> _Records provided_:

//! Core domain layer for wsgen.
//!
//! Pure data and rules: the workspace request, its layout, component
//! descriptors and the HDL templates. All I/O goes through the ports
//! defined in the application layer.
//!
//! - **No I/O**: No filesystem, network, or external calls
//! - **No async**: Domain logic is synchronous
//! - **Immutable inputs**: `WorkspaceRequest` is frozen by its builder

pub mod entities;
pub mod error;
pub mod templates;
pub mod value_objects;

mod validation;

pub use entities::{
    descriptor::{COMPONENT_PREFIX, ComponentDescriptor, DESCRIPTOR_FILE, component_ref},
    layout::{CoreLayout, WorkspaceLayout},
    report::WorkspaceReport,
    request::{WorkspaceRequest, WorkspaceRequestBuilder},
};

pub use error::{DomainError, ErrorCategory};
pub use templates::{RenderContext, TemplateKind};
pub use validation::DomainValidator;
pub use value_objects::TemplateVariant;
//! In-memory filesystem adapter for dry runs and testing.

use std::{
    collections::{BTreeMap, BTreeSet},
    path::{Path, PathBuf},
    sync::{Arc, RwLock},
};

use wsgen_core::{
    application::{ApplicationError, ports::Filesystem},
    error::WsgenResult,
};

/// In-memory filesystem.
///
/// Clones share state, so a clone handed to the builder can be inspected
/// afterwards. Sorted maps keep listings deterministic.
#[derive(Debug, Clone, Default)]
pub struct MemoryFilesystem {
    inner: Arc<RwLock<MemoryFilesystemInner>>,
}

#[derive(Debug, Default)]
struct MemoryFilesystemInner {
    files: BTreeMap<PathBuf, String>,
    directories: BTreeSet<PathBuf>,
}

impl MemoryFilesystem {
    /// Create a new empty memory filesystem.
    pub fn new() -> Self {
        Self::default()
    }

    /// Read a file's content.
    pub fn read_file(&self, path: &Path) -> Option<String> {
        let inner = self.inner.read().ok()?;
        inner.files.get(path).cloned()
    }

    /// All files, sorted by path.
    pub fn list_files(&self) -> Vec<PathBuf> {
        self.inner
            .read()
            .map(|inner| inner.files.keys().cloned().collect())
            .unwrap_or_default()
    }
}

impl Filesystem for MemoryFilesystem {
    fn create_dir_all(&self, path: &Path) -> WsgenResult<()> {
        let mut inner = self
            .inner
            .write()
            .map_err(|_| ApplicationError::AdapterLockError)?;

        if inner.files.contains_key(path) {
            return Err(ApplicationError::FilesystemError {
                path: path.to_path_buf(),
                reason: "Failed to create directory: a file exists at this path".into(),
            }
            .into());
        }

        let mut current = PathBuf::new();
        for component in path.components() {
            current.push(component);
            inner.directories.insert(current.clone());
        }

        Ok(())
    }

    fn write_file(&self, path: &Path, content: &str) -> WsgenResult<()> {
        let mut inner = self
            .inner
            .write()
            .map_err(|_| ApplicationError::AdapterLockError)?;

        // Ensure parent exists
        if let Some(parent) = path.parent() {
            if !parent.as_os_str().is_empty() && !inner.directories.contains(parent) {
                return Err(ApplicationError::FilesystemError {
                    path: path.to_path_buf(),
                    reason: "Failed to write file: parent directory does not exist".into(),
                }
                .into());
            }
        }

        inner.files.insert(path.to_path_buf(), content.to_string());
        Ok(())
    }

    fn exists(&self, path: &Path) -> bool {
        self.inner
            .read()
            .map(|inner| inner.files.contains_key(path) || inner.directories.contains(path))
            .unwrap_or(false)
    }

    fn remove_dir_all(&self, path: &Path) -> WsgenResult<()> {
        let mut inner = self
            .inner
            .write()
            .map_err(|_| ApplicationError::AdapterLockError)?;

        if !inner.directories.contains(path) {
            return Err(ApplicationError::FilesystemError {
                path: path.to_path_buf(),
                reason: "Failed to remove directory: not found".into(),
            }
            .into());
        }

        inner.directories.retain(|p| !p.starts_with(path));
        inner.files.retain(|p, _| !p.starts_with(path));

        Ok(())
    }
}
//! The immutable input to a workspace build.

use std::path::{Path, PathBuf};

use serde::Serialize;

use crate::domain::{DomainError, TemplateVariant, validation::DomainValidator as validator};

/// Everything the builder needs to generate one workspace.
///
/// Invariants (enforced by [`WorkspaceRequestBuilder::build`]):
/// - `root_dir` is non-empty.
/// - `workspace_name` is a single non-empty path component.
/// - every core name is a single non-empty path component.
///
/// `core_names` may be empty, in which case only the skeleton and the shared
/// library folder are generated.
#[derive(Debug, Clone, PartialEq, Eq, Serialize)]
pub struct WorkspaceRequest {
    root_dir: PathBuf,
    workspace_name: String,
    core_names: Vec<String>,
    purge_existing: bool,
    verbose: bool,
    variant: TemplateVariant,
}

impl WorkspaceRequest {
    pub fn builder() -> WorkspaceRequestBuilder {
        WorkspaceRequestBuilder::default()
    }

    pub fn root_dir(&self) -> &Path {
        &self.root_dir
    }

    pub fn workspace_name(&self) -> &str {
        &self.workspace_name
    }

    pub fn core_names(&self) -> &[String] {
        &self.core_names
    }

    pub const fn purge_existing(&self) -> bool {
        self.purge_existing
    }

    pub const fn verbose(&self) -> bool {
        self.verbose
    }

    pub const fn variant(&self) -> TemplateVariant {
        self.variant
    }

    /// `<root>/<name>`, the directory that `execute` creates (and purges).
    pub fn workspace_path(&self) -> PathBuf {
        self.root_dir.join(&self.workspace_name)
    }

    /// Re-check the invariants before anything touches the filesystem.
    pub fn validate(&self) -> Result<(), DomainError> {
        validator::validate_root(&self.root_dir)?;
        validator::validate_name("workspace name", &self.workspace_name)?;
        for core in &self.core_names {
            validator::validate_name("core name", core)?;
        }
        Ok(())
    }
}

/// Fluent builder for [`WorkspaceRequest`].
#[derive(Debug, Clone, Default)]
pub struct WorkspaceRequestBuilder {
    root_dir: Option<PathBuf>,
    workspace_name: Option<String>,
    core_names: Vec<String>,
    purge_existing: bool,
    verbose: bool,
    variant: TemplateVariant,
}

impl WorkspaceRequestBuilder {
    pub fn root_dir(mut self, root: impl Into<PathBuf>) -> Self {
        self.root_dir = Some(root.into());
        self
    }

    pub fn workspace_name(mut self, name: impl Into<String>) -> Self {
        self.workspace_name = Some(name.into());
        self
    }

    pub fn core(mut self, name: impl Into<String>) -> Self {
        self.core_names.push(name.into());
        self
    }

    pub fn cores<I, S>(mut self, names: I) -> Self
    where
        I: IntoIterator<Item = S>,
        S: Into<String>,
    {
        self.core_names.extend(names.into_iter().map(Into::into));
        self
    }

    pub fn purge_existing(mut self, purge: bool) -> Self {
        self.purge_existing = purge;
        self
    }

    pub fn verbose(mut self, verbose: bool) -> Self {
        self.verbose = verbose;
        self
    }

    pub fn variant(mut self, variant: TemplateVariant) -> Self {
        self.variant = variant;
        self
    }

    /// Validate and freeze the request.
    ///
    /// # Errors
    /// - `MissingRequiredField` when the root or the workspace name is
    ///   absent or empty.
    /// - `InvalidName` when a name is not a single path component.
    pub fn build(self) -> Result<WorkspaceRequest, DomainError> {
        let root_dir = self
            .root_dir
            .ok_or(DomainError::MissingRequiredField {
                field: "root directory",
            })?;
        let workspace_name = self
            .workspace_name
            .ok_or(DomainError::MissingRequiredField {
                field: "workspace name",
            })?;

        let request = WorkspaceRequest {
            root_dir,
            workspace_name,
            core_names: self.core_names,
            purge_existing: self.purge_existing,
            verbose: self.verbose,
            variant: self.variant,
        };
        request.validate()?;
        Ok(request)
    }
}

> _Required action_:
Copy out each line of the listing that holds the string "bool".

> _Solution for this exercise_:
    fn exists(&self, path: &Path) -> bool {
    purge_existing: bool,
    verbose: bool,
    pub const fn purge_existing(&self) -> bool {
    pub const fn verbose(&self) -> bool {
    purge_existing: bool,
    verbose: bool,
    pub fn purge_existing(mut self, purge: bool) -> Self {
    pub fn verbose(mut self, verbose: bool) -> Self {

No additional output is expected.